> **Instructions to follow**: Copy out the data line by line exactly, from its start to the line bearing "assert_eq!(second.cumulative_trades, 3);", inclusive.
--- Data records ---
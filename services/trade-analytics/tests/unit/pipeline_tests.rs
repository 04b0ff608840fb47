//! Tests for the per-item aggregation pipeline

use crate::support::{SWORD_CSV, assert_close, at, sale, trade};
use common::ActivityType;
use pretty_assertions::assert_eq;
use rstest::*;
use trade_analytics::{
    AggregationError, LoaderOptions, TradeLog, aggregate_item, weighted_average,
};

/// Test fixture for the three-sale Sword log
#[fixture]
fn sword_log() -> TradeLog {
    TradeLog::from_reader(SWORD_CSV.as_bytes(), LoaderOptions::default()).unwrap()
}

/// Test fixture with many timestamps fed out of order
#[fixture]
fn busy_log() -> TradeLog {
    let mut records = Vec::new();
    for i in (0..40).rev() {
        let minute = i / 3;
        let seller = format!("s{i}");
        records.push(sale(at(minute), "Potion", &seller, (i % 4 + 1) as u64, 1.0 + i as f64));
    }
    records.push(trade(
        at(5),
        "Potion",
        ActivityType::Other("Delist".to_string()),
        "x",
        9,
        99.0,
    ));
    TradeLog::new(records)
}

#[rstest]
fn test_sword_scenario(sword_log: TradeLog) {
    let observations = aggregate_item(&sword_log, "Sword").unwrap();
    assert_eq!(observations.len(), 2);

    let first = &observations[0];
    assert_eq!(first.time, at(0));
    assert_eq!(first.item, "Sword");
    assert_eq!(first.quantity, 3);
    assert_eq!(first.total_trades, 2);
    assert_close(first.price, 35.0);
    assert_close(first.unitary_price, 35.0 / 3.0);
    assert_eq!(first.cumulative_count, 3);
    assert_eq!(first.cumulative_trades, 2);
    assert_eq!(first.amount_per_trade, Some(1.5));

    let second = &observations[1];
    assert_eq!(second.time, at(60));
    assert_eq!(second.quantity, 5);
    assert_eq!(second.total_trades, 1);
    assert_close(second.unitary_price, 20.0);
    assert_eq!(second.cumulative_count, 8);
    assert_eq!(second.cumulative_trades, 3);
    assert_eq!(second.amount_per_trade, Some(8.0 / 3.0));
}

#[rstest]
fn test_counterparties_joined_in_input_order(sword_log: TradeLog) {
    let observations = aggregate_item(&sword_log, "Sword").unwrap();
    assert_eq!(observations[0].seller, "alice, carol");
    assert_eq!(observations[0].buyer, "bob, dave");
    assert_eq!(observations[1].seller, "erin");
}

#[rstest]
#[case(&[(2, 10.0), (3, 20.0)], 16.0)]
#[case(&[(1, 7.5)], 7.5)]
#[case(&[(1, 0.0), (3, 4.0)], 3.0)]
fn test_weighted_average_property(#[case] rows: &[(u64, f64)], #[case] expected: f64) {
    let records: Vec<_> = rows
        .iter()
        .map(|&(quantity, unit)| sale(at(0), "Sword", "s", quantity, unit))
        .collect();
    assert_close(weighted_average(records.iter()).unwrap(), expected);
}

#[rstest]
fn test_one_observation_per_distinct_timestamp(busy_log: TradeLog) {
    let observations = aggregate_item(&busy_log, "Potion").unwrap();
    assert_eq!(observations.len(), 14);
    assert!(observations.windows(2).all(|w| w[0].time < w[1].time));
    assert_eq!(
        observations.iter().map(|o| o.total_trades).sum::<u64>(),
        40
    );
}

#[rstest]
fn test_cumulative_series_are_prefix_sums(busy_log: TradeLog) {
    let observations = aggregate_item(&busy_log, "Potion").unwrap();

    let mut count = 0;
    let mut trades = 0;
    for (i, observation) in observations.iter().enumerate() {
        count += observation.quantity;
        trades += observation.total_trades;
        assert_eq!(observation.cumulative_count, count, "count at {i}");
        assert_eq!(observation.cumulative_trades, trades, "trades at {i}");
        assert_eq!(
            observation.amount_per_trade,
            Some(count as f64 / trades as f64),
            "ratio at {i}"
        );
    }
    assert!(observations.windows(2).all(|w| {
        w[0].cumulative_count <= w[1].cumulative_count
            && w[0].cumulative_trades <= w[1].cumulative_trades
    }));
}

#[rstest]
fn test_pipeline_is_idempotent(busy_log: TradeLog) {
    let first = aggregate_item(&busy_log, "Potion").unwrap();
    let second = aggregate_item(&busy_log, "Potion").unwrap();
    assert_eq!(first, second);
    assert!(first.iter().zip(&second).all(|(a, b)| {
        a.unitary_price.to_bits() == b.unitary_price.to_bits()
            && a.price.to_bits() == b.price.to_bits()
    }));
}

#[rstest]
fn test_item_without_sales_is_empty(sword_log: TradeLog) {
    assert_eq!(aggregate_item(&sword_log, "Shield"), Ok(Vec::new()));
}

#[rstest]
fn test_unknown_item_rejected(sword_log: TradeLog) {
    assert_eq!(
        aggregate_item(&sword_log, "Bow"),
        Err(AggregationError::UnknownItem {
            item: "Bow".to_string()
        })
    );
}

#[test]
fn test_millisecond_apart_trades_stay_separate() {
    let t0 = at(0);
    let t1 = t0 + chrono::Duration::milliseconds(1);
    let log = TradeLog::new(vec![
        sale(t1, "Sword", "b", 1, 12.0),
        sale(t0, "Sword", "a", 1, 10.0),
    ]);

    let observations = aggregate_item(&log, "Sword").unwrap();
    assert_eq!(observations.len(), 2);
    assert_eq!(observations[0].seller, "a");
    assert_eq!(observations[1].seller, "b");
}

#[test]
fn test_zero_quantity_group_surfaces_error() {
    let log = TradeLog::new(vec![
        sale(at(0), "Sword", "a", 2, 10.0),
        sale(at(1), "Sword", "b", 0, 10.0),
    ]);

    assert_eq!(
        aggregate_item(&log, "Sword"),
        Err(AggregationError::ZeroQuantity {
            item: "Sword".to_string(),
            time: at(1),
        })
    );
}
---
> **Task response**:
filename services/trade-analytics/tests/unit/pipeline_tests.rs
repository 04b0ff608840fb47
//! Tests for the per-item aggregation pipeline

use crate::support::{SWORD_CSV, assert_close, at, sale, trade};
use common::ActivityType;
use pretty_assertions::assert_eq;
use rstest::*;
use trade_analytics::{
    AggregationError, LoaderOptions, TradeLog, aggregate_item, weighted_average,
};

/// Test fixture for the three-sale Sword log
#[fixture]
fn sword_log() -> TradeLog {
    TradeLog::from_reader(SWORD_CSV.as_bytes(), LoaderOptions::default()).unwrap()
}

/// Test fixture with many timestamps fed out of order
#[fixture]
fn busy_log() -> TradeLog {
    let mut records = Vec::new();
    for i in (0..40).rev() {
        let minute = i / 3;
        let seller = format!("s{i}");
        records.push(sale(at(minute), "Potion", &seller, (i % 4 + 1) as u64, 1.0 + i as f64));
    }
    records.push(trade(
        at(5),
        "Potion",
        ActivityType::Other("Delist".to_string()),
        "x",
        9,
        99.0,
    ));
    TradeLog::new(records)
}

#[rstest]
fn test_sword_scenario(sword_log: TradeLog) {
    let observations = aggregate_item(&sword_log, "Sword").unwrap();
    assert_eq!(observations.len(), 2);

    let first = &observations[0];
    assert_eq!(first.time, at(0));
    assert_eq!(first.item, "Sword");
    assert_eq!(first.quantity, 3);
    assert_eq!(first.total_trades, 2);
    assert_close(first.price, 35.0);
    assert_close(first.unitary_price, 35.0 / 3.0);
    assert_eq!(first.cumulative_count, 3);
    assert_eq!(first.cumulative_trades, 2);
    assert_eq!(first.amount_per_trade, Some(1.5));

    let second = &observations[1];
    assert_eq!(second.time, at(60));
    assert_eq!(second.quantity, 5);
    assert_eq!(second.total_trades, 1);
    assert_close(second.unitary_price, 20.0);
    assert_eq!(second.cumulative_count, 8);
    assert_eq!(second.cumulative_trades, 3);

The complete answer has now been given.